Чтобы оценить качества и возможности такой модели, надо, прежде всего, увидеть оборотную сторону описанного принципа. Он, очевидно, означает также, что всё несовпадающее в позициях участников, всё, что отличает эти позиции друг от друга, априори отбрасывается, исключается из поля зрения и выводится из пространства обсуждения, диалога. Тем самым, это пространство выстраивается по принципу сужения, минимизации; а стороны обсуждения лишаются своих индивидуальных отличий, выступая как усредненные, формализованные субъекты. Как сразу же ясно, здесь заключена серьезная опасность обеднения, редукции самой обсуждаемой тематики, самой стихии религиозной жизни. Такая опасность сразу улавливалась, ощущалась представителями православной религиозности при их знакомстве с обсуждаемою моделью. В сфере межконфессиональных контактов христиан, принцип модели носил название «интерконфессионализма»; и, впервые столкнувшись с ним на первом съезде Русского Студенческого Христианского Движения – знаменитом Пшеровском съезде 1923 г., Николай Бердяев тут же подверг его острой критике: как пишет мемуарист, в своем докладе на съезде Бердяев «чрезвычайно просто и ясно показал, что при интерконфессионализме встреча христиан идет по линии минимализма, т.е. снижения нашего церковного сознания до минимума» [2] .

Тщательно избегая вхождения в глубину духовного опыта, его специфику и конкретность, – как разделяющие участников! – этот тип диалога рискует остаться совершенно поверхностным, впасть в тривиальность и даже пошлость; так, обсуждения проектов «Универсальной религии» нередко граничили с пародией и карикатурой. Другая опасность носит прагматический характер: сужение пространства диалога, ограничение его содержания набором максимально общих тезисов, общих истин, едва ли не общих мест, сужает, уменьшает и его возможности, плоды, которые он способен дать. Такой диалог едва ли может порождать особое сближение участников или приводить к важным конструктивным выводам, крупным последствиям. Мало что меняя и мало к чему обязывая участников, он не может и оказать глубокого, устойчивого влияния на ситуацию (хотя способен всё же умерить наихудшие тенденции взаимной нетерпимости и агрессивности, внушая сомнения в правоте этих экстремистских тенденций и снижая их популярность).
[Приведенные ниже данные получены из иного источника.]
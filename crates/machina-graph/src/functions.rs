//! Derived graph metric function elements.
//!
//! Both functions read through a shared [`ConnectivityCache`], so the
//! expensive analysis happens once per graph identity per step no
//! matter how many times a rule asks.

use crate::connectivity::ConnectivityCache;
use crate::graph::GRAPH_BACKGROUND;
use machina_storage::{
    Element, FunctionClass, FunctionElement, Signature, BOOLEAN_BACKGROUND, ELEMENT_BACKGROUND,
    SET_BACKGROUND,
};
use std::sync::Arc;

/// `connectedSet(graph, v)` — the set of vertices reachable from `v`.
pub struct ConnectedSetFn {
    sig: Signature,
    cache: Arc<ConnectivityCache>,
}

impl ConnectedSetFn {
    pub fn new(cache: Arc<ConnectivityCache>) -> Self {
        Self {
            sig: Signature::new([GRAPH_BACKGROUND, ELEMENT_BACKGROUND], SET_BACKGROUND),
            cache,
        }
    }
}

impl FunctionElement for ConnectedSetFn {
    fn name(&self) -> &str {
        "connectedSet"
    }

    fn fclass(&self) -> FunctionClass {
        FunctionClass::Derived
    }

    fn signature(&self) -> Option<&Signature> {
        Some(&self.sig)
    }

    fn value(&self, args: &[Element]) -> Element {
        let [graph, vertex] = args else {
            return Element::Undef;
        };
        let Some(index) = self.cache.index_for(graph) else {
            return Element::Undef;
        };
        match index.connected_set_of(vertex) {
            Some(component) => Element::set(component.iter().cloned()),
            None => Element::Undef,
        }
    }
}

/// `isConnected(graph)` — whether the graph is one component.
pub struct IsConnectedFn {
    sig: Signature,
    cache: Arc<ConnectivityCache>,
}

impl IsConnectedFn {
    pub fn new(cache: Arc<ConnectivityCache>) -> Self {
        Self {
            sig: Signature::new([GRAPH_BACKGROUND], BOOLEAN_BACKGROUND),
            cache,
        }
    }
}

impl FunctionElement for IsConnectedFn {
    fn name(&self) -> &str {
        "isConnected"
    }

    fn fclass(&self) -> FunctionClass {
        FunctionClass::Derived
    }

    fn signature(&self) -> Option<&Signature> {
        Some(&self.sig)
    }

    fn value(&self, args: &[Element]) -> Element {
        let [graph] = args else {
            return Element::Undef;
        };
        match self.cache.index_for(graph) {
            Some(index) => Element::boolean(index.is_connected()),
            None => Element::Undef,
        }
    }
}
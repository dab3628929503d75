//! The quantifier evaluation state machine (`forall` / `exists`).
//!
//! Both quantifiers share one skeleton driven externally by the driver,
//! never by recursive self-evaluation. Observable states, read off the
//! children's evaluation states:
//!
//! 1. domain unresolved — drop any stale scope-cache entry for the
//!    domain node, descend into the domain;
//! 2. domain resolved, condition unresolved — consume the next
//!    not-yet-tried element (indexed view preferred), bind the
//!    variable, descend into the condition; an exhausted candidate
//!    list finalizes the node;
//! 3. condition resolved — read the boolean, clear the condition
//!    subtree so it can re-run for the next candidate, unbind the
//!    variable, then either finalize or loop back through the domain.
//!
//! The two differ only in the short-circuit rule: `exists` finishes
//! `true` on the first true condition and `false` on exhaustion;
//! `forall` finishes `false` on the first false condition and `true`
//! on exhaustion. `forall` additionally finalizes `true` for an empty
//! total enumeration before the scope cache is ever consulted.

use crate::ast::{Ast, NodeId, QuantifierKind};
use crate::constructs::Construct;
use crate::error::{EvalError, EvalResult};
use crate::interpreter::Interpreter;
use machina_storage::Element;
use tracing::trace;

const SOURCE: &str = "Quantifier";

/// Evaluates `forall` and `exists` nodes.
pub struct QuantifierConstruct;

impl Construct for QuantifierConstruct {
    fn name(&self) -> &'static str {
        SOURCE
    }

    fn interpret(
        &self,
        interp: &mut Interpreter,
        ast: &mut Ast,
        pos: NodeId,
    ) -> EvalResult<NodeId> {
        let Some(q) = ast.quantifier_parts(pos) else {
            return Err(EvalError::MalformedNode { construct: SOURCE });
        };

        if !ast.is_evaluated(q.domain) {
            // a new domain value is coming: any entry keyed by this
            // domain node is stale
            interp.drop_remaining(q.domain);
            return Ok(q.domain);
        }

        if !ast.is_evaluated(q.condition) {
            self.next_candidate(interp, ast, pos, &q)
        } else {
            self.combine_condition(interp, ast, pos, &q)
        }
    }
}

impl QuantifierConstruct {
    /// State 2: the domain carries a value, the condition does not.
    fn next_candidate(
        &self,
        interp: &mut Interpreter,
        ast: &mut Ast,
        pos: NodeId,
        q: &crate::ast::QuantifierParts,
    ) -> EvalResult<NodeId> {
        let domain_value = ast.value(q.domain).cloned().unwrap_or_default();
        let Some(domain) = domain_value.as_enumerable() else {
            return Err(EvalError::DomainNotEnumerable {
                quantifier: q.kind.token(),
                denotation: domain_value.denotation(),
            });
        };

        // forall over an empty domain is vacuously true; decided from
        // the total enumeration, before the scope cache is touched
        if q.kind == QuantifierKind::Forall && domain.size() == 0 {
            interp.drop_remaining(q.domain);
            ast.finalize(pos, Element::boolean(true));
            return Ok(pos);
        }

        let remaining = interp.remaining_or_init(q.domain, || {
            if domain.supports_indexed_view() {
                domain.indexed_view()
            } else {
                domain.enumerate()
            }
        });

        if remaining.is_empty() {
            // every candidate was tried without short-circuiting
            interp.drop_remaining(q.domain);
            let exhausted = q.kind == QuantifierKind::Forall;
            ast.finalize(pos, Element::boolean(exhausted));
            Ok(pos)
        } else {
            let chosen = remaining.remove(0);
            let variable = ast.node(q.variable).token.clone();
            trace!(quantifier = q.kind.token(), %variable, candidate = %chosen, "bind candidate");
            interp.add_env(variable, chosen);
            Ok(q.condition)
        }
    }

    /// State 3: the condition carries a value.
    fn combine_condition(
        &self,
        interp: &mut Interpreter,
        ast: &mut Ast,
        pos: NodeId,
        q: &crate::ast::QuantifierParts,
    ) -> EvalResult<NodeId> {
        let condition_value = ast.value(q.condition).cloned().unwrap_or_default();
        let Some(holds) = condition_value.as_boolean() else {
            return Err(EvalError::NonBooleanCondition {
                quantifier: q.kind.token(),
                denotation: condition_value.denotation(),
            });
        };

        // the condition re-runs once per candidate
        interp.clear_tree(ast, q.condition);
        interp.remove_env(&ast.node(q.variable).token);

        let short_circuit = match q.kind {
            QuantifierKind::Exists => holds,
            QuantifierKind::Forall => !holds,
        };
        if short_circuit {
            interp.drop_remaining(q.domain);
            ast.finalize(pos, Element::boolean(holds));
            Ok(pos)
        } else {
            // the domain node still carries its value, so this re-enters
            // state 2 and consumes the next queued element
            Ok(q.domain)
        }
    }
}
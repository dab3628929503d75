//! Integration tests for the derived list functions.
//!
//! The load-bearing property everywhere: operations are persistent. A
//! "mutation" yields a new list and the argument is bit-for-bit what it
//! was before the call.

use machina_funcs::{register_list_functions, NthFn, ReverseFn, SetNthFn};
use machina_storage::{Element, FunctionClass, FunctionElement, FunctionTable};

fn abc() -> Element {
    Element::list(vec![
        Element::string("a"),
        Element::string("b"),
        Element::string("c"),
    ])
}

fn num(n: f64) -> Element {
    Element::number(n)
}

// ══════════════════════════════════════════════════════════════════════════════
// setnth
// ══════════════════════════════════════════════════════════════════════════════

#[test]
fn setnth_replaces_and_preserves_original() {
    let original = abc();
    let f = SetNthFn::new();

    let updated = f.value(&[original.clone(), num(2.0), Element::string("z")]);
    assert_eq!(
        updated,
        Element::list(vec![
            Element::string("a"),
            Element::string("z"),
            Element::string("c"),
        ])
    );
    // persistent update: the argument is unchanged
    assert_eq!(original, abc());
}

#[test]
fn setnth_appends_at_length_plus_one() {
    let f = SetNthFn::new();
    let updated = f.value(&[abc(), num(4.0), Element::string("d")]);
    assert_eq!(
        updated,
        Element::list(vec![
            Element::string("a"),
            Element::string("b"),
            Element::string("c"),
            Element::string("d"),
        ])
    );
}

#[test]
fn setnth_out_of_range_is_undef() {
    let f = SetNthFn::new();
    assert_eq!(f.value(&[abc(), num(5.0), Element::string("z")]), Element::Undef);
    assert_eq!(f.value(&[abc(), num(0.0), Element::string("z")]), Element::Undef);
}

#[test]
fn setnth_precondition_violations_are_silent() {
    let f = SetNthFn::new();
    // wrong arity
    assert_eq!(f.value(&[abc(), num(1.0)]), Element::Undef);
    // non-list first argument
    assert_eq!(
        f.value(&[num(1.0), num(1.0), Element::string("z")]),
        Element::Undef
    );
    // non-natural index
    assert_eq!(
        f.value(&[abc(), num(1.5), Element::string("z")]),
        Element::Undef
    );
    assert_eq!(
        f.value(&[abc(), num(-1.0), Element::string("z")]),
        Element::Undef
    );
    // undefined replacement value
    assert_eq!(f.value(&[abc(), num(1.0), Element::Undef]), Element::Undef);
}

// ══════════════════════════════════════════════════════════════════════════════
// nth / take / drop / reverse
// ══════════════════════════════════════════════════════════════════════════════

#[test]
fn nth_is_one_based() {
    let f = NthFn::new();
    assert_eq!(f.value(&[abc(), num(1.0)]), Element::string("a"));
    assert_eq!(f.value(&[abc(), num(3.0)]), Element::string("c"));
    assert_eq!(f.value(&[abc(), num(0.0)]), Element::Undef);
    assert_eq!(f.value(&[abc(), num(4.0)]), Element::Undef);
}

#[test]
fn reverse_builds_a_new_list() {
    let original = abc();
    let f = ReverseFn::new();
    let reversed = f.value(&[original.clone()]);
    assert_eq!(
        reversed,
        Element::list(vec![
            Element::string("c"),
            Element::string("b"),
            Element::string("a"),
        ])
    );
    assert_eq!(original, abc());
}

#[test]
fn take_and_drop_clamp_to_length() {
    let mut table = FunctionTable::new();
    register_list_functions(&mut table);

    let take = table.get("take").unwrap();
    let drop = table.get("drop").unwrap();

    assert_eq!(
        take.value(&[abc(), num(2.0)]),
        Element::list(vec![Element::string("a"), Element::string("b")])
    );
    assert_eq!(take.value(&[abc(), num(10.0)]), abc());
    assert_eq!(
        drop.value(&[abc(), num(2.0)]),
        Element::list(vec![Element::string("c")])
    );
    assert_eq!(drop.value(&[abc(), num(10.0)]), Element::list(vec![]));
}

#[test]
fn family_is_registered_as_derived_with_signatures() {
    let mut table = FunctionTable::new();
    register_list_functions(&mut table);

    assert_eq!(
        table.names(),
        vec!["drop", "nth", "reverse", "setnth", "take"]
    );
    for name in table.names() {
        let f = table.get(name).unwrap();
        assert_eq!(f.fclass(), FunctionClass::Derived);
        let sig = f.signature().expect("list functions declare signatures");
        assert!(sig.arity() >= 1);
    }
}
Суммарная же оценка данной модели и ее перспектив зависит существенно от того, могут ли быть предложены альтернативы ей, иные модели межрелигиозного диалога. В завершение мы бегло рассмотрим одну из возможных альтернатив, в основе которой – духовный опыт Восточного христианства. Определяющая черта этой модели диалога в том, что она следует парадигме личного общения, с ее специфическими свойствами. Легко согласиться, что обсуждавшаяся модель отнюдь не соответствует этой парадигме. Участники диалога представляются в ней своими позициями, позиции же характеризуются определенным набором, списком утверждаемых положений – так что сам диалог в существенном сводится к сопоставлению этих списков или же, на компьютерном языке, к общению протоколов . Подобный формализуемый процесс дает определенные преимущества, удобства; однако он кардинально отличен от общения живых личностей, носителей личностного и духовного опыта. Отличий множество, но мы ограничимся сейчас лишь самыми необходимыми в нашем контексте.

Вот что является, пожалуй, главным для проблемы общения и диалога: в «общении протоколов», безличном формализуемом контакте, любое различие равносильно разделению , служит разделяющим, разъединяющим фактором (и именно в силу этого старая модель изгоняет все различия из пространства общения); но в личном общении это категорически неверно. Здесь нет никакого общего закона, определяющего, какую роль играют различия сторон; но, во всяком случае, личное общение и сближение заведомо не основаны на совпадении, одинаковости. Хотя различия, безусловно, могут вызывать отдаление, отталкивание, вражду, но в личном общении они же способны не отдалять, а сближать, вызывать интерес, расположение и даже активное притяжение. Далее, фундаментальная черта личного бытия состоит в его наделенности совершенно особыми структурами идентичности. Личная идентичность в самой своей конституции противоположна объектной, предметной идентичности: идентичность личности конституируют именно ее отличия от других, и, будучи взяты вкупе, эти отличия сообщают ей неповторимость и уникальность. Эта черта прямо сказывается на общении: она говорит, что всякий контакт, игнорирующий, исключающий из своей сферы отличия, особенности данной личности, является безличным контактом, в котором личность радикально редуцирована: она не реализует в нем своей идентичности, своей специфической личностной природы.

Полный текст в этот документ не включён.